▸ **What is expected**:
Below are the records. State how many of their lines contain "clippy", with nothing else.

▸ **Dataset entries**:
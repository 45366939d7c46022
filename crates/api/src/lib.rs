// API crate clippy configuration
#![allow(clippy::too_many_arguments)] // Audit entries carry full request context
// Test code patterns:
#![cfg_attr(test, allow(clippy::expect_used))]
#![cfg_attr(test, allow(clippy::unwrap_used))]

//! KnightCall Admin API Library
//!
//! Server components for the KnightCall admin console: authentication,
//! organization management, credits and subscriptions.

pub mod audit;
pub mod auth;
pub mod config;
pub mod email;
pub mod error;
pub mod routes;
pub mod security;
pub mod state;

pub use config::Config;
pub use error::{ApiError, ApiResult};
pub use state::AppState;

▸ **Solution below**:
4